Darunavir-Cobicistat-Tenofovir alafenamide-Emtricitabine (Symtuza)
Other Names: DRV-COBI-TAF-FTCDrug Summary
Key Clinical Trials
A phase 3 trial in treatment-naïve individuals compared the fixed-dose single-tablet regimen darunavir-cobicistat-tenofovir alafenamide-emtricitabine with the regimen darunavir-cobicistat plus tenofovir DF-emtricitabine emtricitabine [AMBER]. In this trial, 725 treatment-naïve adults were randomized in 1:1 fashion to the two arms. At week 48, the proportion with HIV RNA level below 50 copies/mL was not statistically different (91.4% in the darunavir-cobicistat-tenofovir alafenamide-emtricitabine arm and 88.4% in the darunavir-cobicistat plus tenofovir DF-emtricitabine arm). Markers of bone mineral density and renal tubule wasting were better in the group who took the single-tablet, tenofovir alafenamide-containing regimen.

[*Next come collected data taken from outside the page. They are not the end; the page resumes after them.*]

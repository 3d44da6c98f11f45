//! Filesystem tree scanner for cmake-sync.
//!
//! The scanner recovers the files the build tool does not report (glob
//! sources, documentation, scripts) so the project tree can show them.
//!
//! # Overview
//!
//! The main entry point is [`Scanner`], which combines:
//!
//! - [`FileWalker`]: depth-first traversal with a symlink hop budget
//! - [`ExcludeRules`]: name-based exclusion of VCS dirs and editor backups
//! - [`BinaryProbeCache`]: content sniffing, cached by content signature
//! - [`DirectoryListingCache`]: listings for the differential rescan check
//! - [`ScanStats`]: atomic counters
//!
//! # Example
//!
//! ```
//! use cms_core::ScanConfig;
//! use cms_scanner::Scanner;
//! use camino::Utf8Path;
//! use tokio_util::sync::CancellationToken;
//!
//! let dir = tempfile::TempDir::new().unwrap();
//! let root = Utf8Path::from_path(dir.path()).unwrap();
//! std::fs::write(root.join("CMakeLists.txt"), "project(demo)").unwrap();
//! std::fs::write(root.join("main.cpp"), "int main() {}").unwrap();
//!
//! let scanner = Scanner::new(ScanConfig::default());
//! let result = scanner.scan(root, &CancellationToken::new())?;
//! assert_eq!(result.files.len(), 2);
//! # Ok::<(), cms_scanner::ScanError>(())
//! ```
//!
//! # Architecture
//!
//! ```text
//! Scanner (cheaply cloneable)
//!     │
//!     ├── FileWalker ──► WalkBuilder (ignore crate, standard filters off)
//!     │
//!     ├── BinaryProbeCache (FxHashMap + RwLock)
//!     │
//!     ├── DirectoryListingCache (FxHashMap + RwLock)
//!     │
//!     └── ScanStats (atomic counters)
//! ```

#![deny(clippy::all)]
#![warn(missing_docs)]

mod error;
mod filter;
mod listing;
mod probe;
mod stats;
mod walker;

pub use error::ScanError;
pub use filter::{ExcludeRules, classify, is_generated, is_well_known_binary};
pub use listing::{DirectoryListingCache, directory_entries};
pub use probe::{BinaryProbeCache, ContentSignature, Probe, looks_binary};
pub use stats::{ScanStats, StatsSnapshot};
pub use walker::{DEFAULT_MAX_SYMLINK_HOPS, FileWalker, WalkEntry};

use std::fmt;
use std::sync::Arc;
use std::time::Instant;

use camino::{Utf8Path, Utf8PathBuf};
use cms_core::types::file::sort_and_dedup;
use cms_core::{FileNode, FileType, ScanConfig};
use tokio_util::sync::CancellationToken;
use tracing::{debug, info};

/// A path classifier.
pub type Classifier = Arc<dyn Fn(&Utf8Path) -> FileType + Send + Sync>;

/// Result of one scan.
#[derive(Debug, Default)]
pub struct ScanResult {
    /// Files, sorted by path and unique.
    pub files: Vec<FileNode>,
    /// Directories entered, including the root, sorted.
    pub dirs: Vec<Utf8PathBuf>,
    /// Counters at the end of the scan.
    pub stats: StatsSnapshot,
    /// Non-fatal problems encountered on the way.
    pub errors: Vec<ScanError>,
}

/// The filesystem scanner.
///
/// `Scanner` is cheaply cloneable; clones share the probe cache, the listing
/// cache and the statistics, so a clone can run on a blocking thread while
/// the owner keeps using the caches.
#[derive(Clone)]
pub struct Scanner {
    config: ScanConfig,
    build_dir: Option<Utf8PathBuf>,
    classifier: Classifier,
    probes: Arc<BinaryProbeCache>,
    listings: Arc<DirectoryListingCache>,
    stats: Arc<ScanStats>,
}

impl fmt::Debug for Scanner {
    fn fmt(&self, f: &mut fmt::Formatter<'_>) -> fmt::Result {
        f.debug_struct("Scanner")
            .field("config", &self.config)
            .field("build_dir", &self.build_dir)
            .field("probes", &self.probes.len())
            .field("listings", &self.listings.len())
            .finish_non_exhaustive()
    }
}

impl Scanner {
    /// Creates a scanner.
    #[must_use]
    pub fn new(config: ScanConfig) -> Self {
        Self {
            config,
            build_dir: None,
            classifier: Arc::new(classify),
            probes: Arc::default(),
            listings: Arc::default(),
            stats: Arc::default(),
        }
    }

    /// Sets the build directory; files below it are flagged generated.
    #[must_use]
    pub fn with_build_dir(mut self, build_dir: impl Into<Utf8PathBuf>) -> Self {
        self.build_dir = Some(build_dir.into());
        self
    }

    /// Replaces the classification function.
    #[must_use]
    pub fn with_classifier(mut self, classifier: Classifier) -> Self {
        self.classifier = classifier;
        self
    }

    /// Returns the listing cache filled by the last scan.
    #[inline]
    #[must_use]
    pub fn listings(&self) -> &DirectoryListingCache {
        &self.listings
    }

    /// Returns the probe cache.
    #[inline]
    #[must_use]
    pub fn probes(&self) -> &BinaryProbeCache {
        &self.probes
    }

    /// Returns current statistics.
    #[must_use]
    pub fn stats(&self) -> StatsSnapshot {
        self.stats.snapshot()
    }

    /// Scans `root` on the current thread.
    ///
    /// # Errors
    ///
    /// Returns [`ScanError::Config`] for a missing root and
    /// [`ScanError::Cancelled`] if `token` fires mid-walk. Other problems
    /// end up in [`ScanResult::errors`].
    pub fn scan(&self, root: &Utf8Path, token: &CancellationToken) -> Result<ScanResult, ScanError> {
        let start = Instant::now();
        self.stats.reset();
        self.listings.clear();

        let rules = ExcludeRules::new(&root.join("CMakeLists.txt"))
            .with_skip_dirs(self.config.skip_dirs.as_slice());
        let walker = FileWalker::new(root)?
            .with_rules(rules.clone())
            .with_max_symlink_hops(self.config.max_symlink_hops);

        let mut result = ScanResult::default();
        walker.walk(token, |entry| match entry {
            WalkEntry::Dir(dir) => {
                self.stats.increment_dirs();
                self.listings.record_from_disk(&dir);
                result.dirs.push(dir);
            }
            WalkEntry::File(path) => {
                if let Some(node) = self.accept_file(&rules, path, &mut result.errors) {
                    self.stats.increment_files();
                    result.files.push(node);
                }
            }
            WalkEntry::Error(err) => {
                self.stats.increment_errors();
                result.errors.push(err);
            }
        })?;

        sort_and_dedup(&mut result.files);
        result.dirs.sort();
        result.dirs.dedup();
        result.stats = self.stats.snapshot();

        info!(
            root = %root,
            files = result.files.len(),
            dirs = result.dirs.len(),
            errors = result.errors.len(),
            elapsed_ms = start.elapsed().as_millis(),
            "Scan complete"
        );
        Ok(result)
    }

    /// Scans `root` on the blocking thread pool.
    pub async fn scan_async(
        &self,
        root: Utf8PathBuf,
        token: CancellationToken,
    ) -> Result<ScanResult, ScanError> {
        let scanner = self.clone();
        tokio::task::spawn_blocking(move || scanner.scan(&root, &token)).await?
    }

    fn accept_file(
        &self,
        rules: &ExcludeRules,
        path: Utf8PathBuf,
        errors: &mut Vec<ScanError>,
    ) -> Option<FileNode> {
        if rules.is_excluded_file(&path) {
            self.stats.increment_excluded();
            return None;
        }
        if is_well_known_binary(&path) {
            self.stats.increment_binary();
            return None;
        }

        let file_type = (self.classifier)(&path);
        // Known source types are never probed.
        if self.config.sniff_binary && file_type == FileType::Unknown {
            match self.probes.probe(&path, self.config.sniff_bytes) {
                Ok(probe) => {
                    if probe.cached {
                        self.stats.increment_probe_hits();
                    }
                    if probe.is_binary {
                        debug!(path = %path, "Dropping binary file");
                        self.stats.increment_binary();
                        return None;
                    }
                }
                Err(err) => {
                    self.stats.increment_errors();
                    errors.push(err);
                }
            }
        }

        let generated = is_generated(&path, self.build_dir.as_deref());
        Some(FileNode::new(path, file_type).with_generated(generated))
    }
}

#[cfg(test)]
mod tests {
    use super::*;

    fn project() -> (tempfile::TempDir, Utf8PathBuf) {
        let dir = tempfile::TempDir::new().unwrap();
        let root = Utf8Path::from_path(dir.path()).unwrap().to_owned();
        std::fs::write(root.join("CMakeLists.txt"), "project(demo)\n").unwrap();
        std::fs::write(root.join("CMakeLists.txt.user"), "<xml/>").unwrap();
        std::fs::create_dir_all(root.join("src")).unwrap();
        std::fs::write(root.join("src/main.cpp"), "int main() {}\n").unwrap();
        std::fs::write(root.join("src/main.cpp~"), "backup").unwrap();
        std::fs::write(root.join("src/moc_window.cpp"), "// moc\n").unwrap();
        std::fs::write(root.join("README"), "text\n").unwrap();
        std::fs::write(root.join("blob"), b"\x00\x01binary").unwrap();
        std::fs::write(root.join("logo.png"), b"\x89PNG").unwrap();
        std::fs::create_dir_all(root.join(".git")).unwrap();
        std::fs::write(root.join(".git/config"), "").unwrap();
        (dir, root)
    }

    #[test]
    fn test_scan_filters_and_classifies() {
        let (_dir, root) = project();
        let scanner = Scanner::new(ScanConfig::default());
        let result = scanner.scan(&root, &CancellationToken::new()).unwrap();

        let names: Vec<_> = result
            .files
            .iter()
            .map(|f| f.path.strip_prefix(&root).unwrap().as_str())
            .collect();
        assert_eq!(
            names,
            ["CMakeLists.txt", "README", "src/main.cpp", "src/moc_window.cpp"]
        );
        assert_eq!(result.files[0].file_type, FileType::ProjectFile);
        assert_eq!(result.files[2].file_type, FileType::Source);
        assert!(result.files[3].is_generated);
        assert_eq!(result.dirs, [root.clone(), root.join("src")]);

        assert_eq!(result.stats.files, 4);
        assert_eq!(result.stats.binary, 2);
        assert_eq!(result.stats.excluded, 2);
    }

    #[test]
    fn test_scan_records_listings() {
        let (_dir, root) = project();
        let scanner = Scanner::new(ScanConfig::default());
        scanner.scan(&root, &CancellationToken::new()).unwrap();

        assert!(!scanner.listings().needs_rescan_from_disk(&root.join("src")));
        std::fs::write(root.join("src/extra.cpp"), "").unwrap();
        assert!(scanner.listings().needs_rescan_from_disk(&root.join("src")));
    }

    #[test]
    fn test_build_dir_files_are_generated() {
        let (_dir, root) = project();
        std::fs::create_dir_all(root.join("build")).unwrap();
        std::fs::write(root.join("build/config.h"), "#define X 1\n").unwrap();

        let scanner = Scanner::new(ScanConfig::default()).with_build_dir(root.join("build"));
        let result = scanner.scan(&root, &CancellationToken::new()).unwrap();
        let header = result
            .files
            .iter()
            .find(|f| f.path.ends_with("build/config.h"))
            .unwrap();
        assert!(header.is_generated);
    }

    #[test]
    fn test_custom_classifier() {
        let (_dir, root) = project();
        let scanner = Scanner::new(ScanConfig::default())
            .with_classifier(Arc::new(|_: &Utf8Path| FileType::Resource));
        let result = scanner.scan(&root, &CancellationToken::new()).unwrap();
        assert!(result.files.iter().all(|f| f.file_type == FileType::Resource));
    }

    #[test]
    fn test_probe_cache_reused_across_scans() {
        let (_dir, root) = project();
        std::fs::write(root.join("dump1.dat"), b"\0core").unwrap();
        std::fs::write(root.join("dump2.dat"), b"\0core").unwrap();
        let scanner = Scanner::new(ScanConfig::default());
        let first = scanner.scan(&root, &CancellationToken::new()).unwrap();
        assert_eq!(first.stats.probe_hits, 1);
        let second = scanner.scan(&root, &CancellationToken::new()).unwrap();
        assert_eq!(second.stats.probe_hits, 2);
        assert_eq!(second.stats.binary, 4);
    }

    #[tokio::test]
    async fn test_scan_async_cancelled() {
        let (_dir, root) = project();
        let token = CancellationToken::new();
        token.cancel();
        let err = Scanner::new(ScanConfig::default())
            .scan_async(root, token)
            .await
            .unwrap_err();
        assert!(matches!(err, ScanError::Cancelled));
    }
}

A phase 3 switch study enrolled individuals taking a boosted protease inhibitor plus tenofovir DF-emtricitabine and randomized participants to continue the regimen or switch to darunavir-cobicistat-tenofovir alafenamide-emtricitabine [EMERALD]. Overall, 1,141 enrollees were randomized in 2:1 fashion to the switch arm versus continue baseline therapy. All participants had a suppressed HIV RNA level and individuals were excluded if they had resistance mutations known to affect the activity of darunavir or tenofovir (past virologic failure on a non-darunavir-containing regimen was allowed). At 48 weeks, rates of virologic rebound were low and not statistically different between the two arms. Overall tolerability was similar between the two groups, though markers of bone mineral density loss and renal tubulopathy favored the tenofovir alafenamide-containing single tablet regimen. In this study, a retrospective analysis showed that 53 individuals had a history of lamivudine/emtricitabine resistance, but all had HIV RNA below 50 copies/mL at follow-up.